Chadwick Stokes, frontman for Dispatch and other projects like State Radio, performs live at the Rams Head in Annapolis, Maryland on Wednesday, March 8.
Listen to our full conversation on my Beyond the Fame podcast.
WTOP’s Jason Fraley features Chadwick Stokes at Rams Head in Annapolis (Part 1)
Best known as the frontman for Dispatch and other projects such as State Radio, Chadwick Stokes performs live on Rams Head in Annapolis, Maryland, on Wednesday.
“There’s usually a couple of State Radio tunes, a couple of Dispatch tunes, the rest is from the solo repertoire,” Stokes told WTOP.
“I just started working on a rock opera, so we can play a piece of three new songs in a row because they tell a story,” he said. “This is the first time I’ve really talked about it to anyone other than my family and bandmates. Top news!”
The rock opera doesn’t yet have a title because it’s still in its early stages, but Stokes is playing with its title, “American Refugee,” like a refugee fleeing U.S. politics.
“I think the action of the rock opera will unfold in the early 70s,” he said. “Now I’m at the stage where I need to know what part of the story [the songs] move on, so a lot of lyrical jokes.
“My brother, who plays in The Pintos, and I have been on the rails a few times, jumped off freight trains a few times, so that’s where a lot of this rock opera takes place.”
Born in 1976 in Massachusetts, Stokes grew up listening to music Creedence Clearwater Revival before discovering grunge music in high school.
“It was a wonderful age to witness this new feeling,” he said. “I grew up on a small farm in a very small town. Being a sophomore and having everything from Nirvana and Pearl Jam… it was a great time to feel like we had our own music.”
Stokes formed the band Dispatch in 1996 and they released their debut album Silent Steeples in 1996. But it was their second album Bang Bang (1997) that cemented their legacy.
The song “General” features the catchy refrain “Take a shower and shine your shoes” against a pacifist anti-war message of “I’ve seen others and I’ve found this fight ain’t worth fighting.”
“I’ve always been fascinated by war, the idea of conscription and young people going to do the bidding of some man who’s in their safe mansion,” Stokes said. “It’s always the humanization of war and how absurd it is to shoot or try to kill someone you don’t know or have met who is doing the same thing as you, just following orders [your] country”.
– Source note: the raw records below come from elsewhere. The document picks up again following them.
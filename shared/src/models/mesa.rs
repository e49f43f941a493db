//! Mesa (dining table) model

use serde::{Deserialize, Deserializer, Serialize};

/// Mesa occupancy state
///
/// The wire value is free text; anything that is not `"ocupada"` after
/// trimming and lowercasing (missing, empty, unrecognized) normalizes
/// to `Libre`.
#[derive(Debug, Clone, Copy, Serialize, Deserialize, PartialEq, Eq, Default)]
#[serde(rename_all = "lowercase")]
pub enum MesaEstado {
    #[default]
    Libre,
    Ocupada,
}

impl MesaEstado {
    /// Normalize a raw `estado` value from the server
    pub fn from_raw(raw: Option<&str>) -> Self {
        match raw {
            Some(s) if s.trim().eq_ignore_ascii_case("ocupada") => MesaEstado::Ocupada,
            _ => MesaEstado::Libre,
        }
    }

    /// Lowercase wire/state name, used in transition messages
    pub fn as_str(&self) -> &'static str {
        match self {
            MesaEstado::Libre => "libre",
            MesaEstado::Ocupada => "ocupada",
        }
    }

    /// Capitalized label for the status pill
    pub fn label(&self) -> &'static str {
        match self {
            MesaEstado::Libre => "Libre",
            MesaEstado::Ocupada => "Ocupada",
        }
    }

    pub fn is_ocupada(&self) -> bool {
        matches!(self, MesaEstado::Ocupada)
    }
}

impl std::fmt::Display for MesaEstado {
    fn fmt(&self, f: &mut std::fmt::Formatter<'_>) -> std::fmt::Result {
        f.write_str(self.as_str())
    }
}

/// One mesa record as served by `/mesas.json`
#[derive(Debug, Clone, Serialize, Deserialize, PartialEq)]
pub struct MesaRecord {
    pub id: i64,
    /// Display number; the server emits it as a JSON number, older
    /// payloads as a string
    #[serde(deserialize_with = "numero_from_any")]
    pub numero: String,
    #[serde(default)]
    pub estado: Option<String>,
}

impl MesaRecord {
    /// Normalized occupancy state (missing/unrecognized -> `Libre`)
    pub fn estado(&self) -> MesaEstado {
        MesaEstado::from_raw(self.estado.as_deref())
    }
}

/// Envelope of the `/mesas.json` endpoint
#[derive(Debug, Clone, Serialize, Deserialize, Default)]
pub struct MesasSnapshot {
    #[serde(default)]
    pub mesas: Vec<MesaRecord>,
}

/// Accept the mesa number as either a JSON number or a string
fn numero_from_any<'de, D>(deserializer: D) -> Result<String, D::Error>
where
    D: Deserializer<'de>,
{
    #[derive(Deserialize)]
    #[serde(untagged)]
    enum Numero {
        Int(i64),
        Text(String),
    }

    Ok(match Numero::deserialize(deserializer)? {
        Numero::Int(n) => n.to_string(),
        Numero::Text(s) => s,
    })
}

#[cfg(test)]
mod tests {
    use super::*;

    #[test]
    fn test_estado_normalization() {
        assert_eq!(MesaEstado::from_raw(Some("ocupada")), MesaEstado::Ocupada);
        assert_eq!(MesaEstado::from_raw(Some("OCUPADA")), MesaEstado::Ocupada);
        assert_eq!(MesaEstado::from_raw(Some(" ocupada ")), MesaEstado::Ocupada);
        assert_eq!(MesaEstado::from_raw(Some("libre")), MesaEstado::Libre);
        assert_eq!(MesaEstado::from_raw(Some("reservada")), MesaEstado::Libre);
        assert_eq!(MesaEstado::from_raw(Some("")), MesaEstado::Libre);
        assert_eq!(MesaEstado::from_raw(None), MesaEstado::Libre);
    }

    #[test]
    fn test_missing_estado_equals_libre() {
        let json = r#"{"mesas":[{"id":1,"numero":5}]}"#;
        let snapshot: MesasSnapshot = serde_json::from_str(json).unwrap();
        assert_eq!(snapshot.mesas[0].estado(), MesaEstado::Libre);
    }

    #[test]
    fn test_numero_accepts_number_and_string() {
        let as_number: MesaRecord =
            serde_json::from_str(r#"{"id":1,"numero":5,"estado":"ocupada"}"#).unwrap();
        assert_eq!(as_number.numero, "5");

        let as_string: MesaRecord =
            serde_json::from_str(r#"{"id":1,"numero":"5","estado":"ocupada"}"#).unwrap();
        assert_eq!(as_string.numero, "5");
    }

    #[test]
    fn test_empty_snapshot_default() {
        let snapshot: MesasSnapshot = serde_json::from_str("{}").unwrap();
        assert!(snapshot.mesas.is_empty());
    }
}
It was the opposite of a sophomore slump, as the album also included the romantic song “Out Loud,” with the catchy line, “You know, I’d be proud if you called my name out loud.”
“I was in Zimbabwe when I wrote this,” Stokes said. “Right after high school, I took a vacation and thought about a girl I had a crush on thousands of miles away. I had a lot of time in Zimbabwe to wander around with my guitar – this song just came out of that.”
The band continued to evolve through their third album Four-Day Trials (1999), their fourth album Who Are We Living For? (2000) and the fifth album Circles Around the Sun (2012). After a short hiatus, the band reunited for their sixth album, America, Location 12 (2017), featuring songs such as “Only the Wild Ones”, “Skin the Rabbit” and “Painted Yellow Lines”.
“We recorded it in Stinson Beach, north of San Francisco,” Stokes said. “There was a missile bunker that we discovered … they’re almost covered in mud right on the water. These hills you think are normal hills, but you see these big iron doors and you can go through some of them. On the inside of one of them was written: “Place 12.”
While continuing to record albums with Dispatch, Stokes also records with his other band State Radio, which has toured with the likes of Dave Matthews Band and, for a more political bent, Rage Against the Machine.
“With a big election coming up, or Trump being so crazy — he was such a clown — it was like, what can I do?” I say, “Enough about that, let’s get to it!” Stokes said.
“I have a batch of songs for the new record of the State Radio. I can either do that or rock opera. So there’s a bit of juggling going on, but that’s what the songs are saying to me.”
WTOP’s Jason Fraley features Chadwick Stokes at Rams Head in Annapolis (Part 2)
Listen to our full conversation on my Beyond the Fame podcast.